Abstract

The aim of this study was to evaluate the performance of human papillomavirus (HPV)-based screening in the framework of an organised cervical cancer screening programme. A total of 46708 women aged 35-60years invited to the regional cervical cancer screening programme from 1 January 2012, to 31 December 2014, were enrolled. Overall, 17770 women were screened by the Abbot RealTime hrHPV test with cytology triage and 15605 were screened by conventional (Papanicolaou, Pap) cytology.
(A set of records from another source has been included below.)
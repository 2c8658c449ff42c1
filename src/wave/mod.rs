//! Fast-path certificates for owned-object transactions.
//!
//! Votes ride on ordinary blocks produced by the host DAG: every
//! block may carry references to transactions its author vouches
//! for. Transactions touching only owned objects reach an
//! executable state after a byzantine quorum of such votes, well
//! before the anchor chain orders them. Shared and mixed
//! transactions always take the anchor path.

mod fpc;

pub use fpc::{FpcStatus, WaveFpc};

use crate::{
  primitives::{Id, NodeId, ObjectId, TxRef},
  ringtail::Certificate,
};

/// Splits transactions into owned-only and shared/mixed.
///
/// An empty owned-input set marks the transaction as shared or
/// mixed, which excludes it from the fast path.
pub trait Classifier: Send + Sync {
  fn owned_inputs(&self, tx: &TxRef) -> Vec<ObjectId>;
  fn conflicts(&self, a: &TxRef, b: &TxRef) -> bool;
}

/// Read access into the host DAG.
pub trait DagTap: Send + Sync {
  /// Whether the ancestry of a block contains a transaction.
  fn in_ancestry(&self, block_id: &Id, tx: &TxRef) -> bool;

  /// The block a validator produced in a given round, if any.
  fn get_block_by_author_round(
    &self,
    author: &NodeId,
    round: u64,
  ) -> Option<Id>;
}

/// The post-quantum certificate engine fed by the fast path.
pub trait PqEngine: Send + Sync {
  fn submit(&self, tx: &TxRef, voters: &[NodeId]);
  fn has_pq(&self, tx: &TxRef) -> bool;
  fn get_pq(&self, tx: &TxRef) -> Option<Certificate>;
}

/// The facet of a host block the fast path reads.
pub trait FpcBlock {
  fn id(&self) -> Id;
  fn author(&self) -> NodeId;
  fn round(&self) -> u64;
  fn fpc_votes(&self) -> Vec<TxRef>;
  fn epoch_bit(&self) -> bool;
}
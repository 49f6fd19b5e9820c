use serde::Serialize;

/// Mean and population standard deviation of a series.
#[derive(Debug, Clone, Copy, PartialEq, Serialize)]
pub struct Statistics {
    pub average: f64,
    pub std: f64,
}

impl Statistics {
    pub fn of(vals: &[f64]) -> Self {
        let mut acc = Accumulator::new();
        vals.iter().for_each(|&val| acc.add(val));
        acc.report()
    }
}

/// Single-pass (Welford) accumulator.
pub struct Accumulator {
    n_vals: usize,
    mean: f64,
    diff_2_sum: f64,
}

impl Accumulator {
    pub fn new() -> Self {
        Self {
            n_vals: 0,
            mean: 0.0,
            diff_2_sum: 0.0,
        }
    }

    pub fn add(&mut self, val: f64) {
        self.n_vals += 1;

        let diff_a = val - self.mean;
        self.mean += diff_a / self.n_vals as f64;

        let diff_b = val - self.mean;
        self.diff_2_sum += diff_a * diff_b;
    }

    /// Divides by `n`, not `n - 1`. Empty input gives `NaN` for both fields.
    pub fn report(&self) -> Statistics {
        if self.n_vals == 0 {
            return Statistics {
                average: f64::NAN,
                std: f64::NAN,
            };
        }
        Statistics {
            average: self.mean,
            std: (self.diff_2_sum / self.n_vals as f64).sqrt(),
        }
    }
}

#[cfg(test)]
mod tests {
    use super::*;

    #[test]
    fn constant_series_has_zero_std() {
        let stats = Statistics::of(&[2.5; 40]);
        assert_eq!(stats.average, 2.5);
        assert_eq!(stats.std, 0.0);
    }

    #[test]
    fn std_is_population_std() {
        let stats = Statistics::of(&[2.0, 4.0, 4.0, 4.0, 5.0, 5.0, 7.0, 9.0]);
        assert!((stats.average - 5.0).abs() < 1e-12);
        assert!((stats.std - 2.0).abs() < 1e-12);
    }

    #[test]
    fn empty_series_is_nan() {
        let stats = Statistics::of(&[]);
        assert!(stats.average.is_nan());
        assert!(stats.std.is_nan());
    }
}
In both groups, women with at least low-grade squamous intraepithelial lesions were referred directly for colposcopy, whereas HPV-positive women with borderline or normal cytology were invited to intensified screening in the following year. In the Pap group, the indication for intensified follow-up was borderline cytology. The attendance rate was similar in the HPV and Pap groups (72% and 71%, respectively). Overall, 6.0% of women in the HPV group vs 6.4% in the Pap group were referred to intensified follow-up (relative risk 0.94, 95% confidence interval [CI]: 0.87-1.03). At the index screening years, the relative sensitivity of the HPV test with cytology triage vs conventional screening was 1.64 (95% CI: 1.05-2.55) for CIN2+ and 2.06 (95% CI: 1.17-3.41) for CIN3+. The specificity of the hrHPV test with cytology triage for CIN2+ and CIN3+ was equal to that of the Pap screening (99.2% vs 99.2% for CIN2+ and 99.1% vs 99.1% for CIN3+). Due to its high sensitivity and specificity, primary hrHPV testing with cytology triage seems to be acceptable for cervical cancer screening in an organised setting.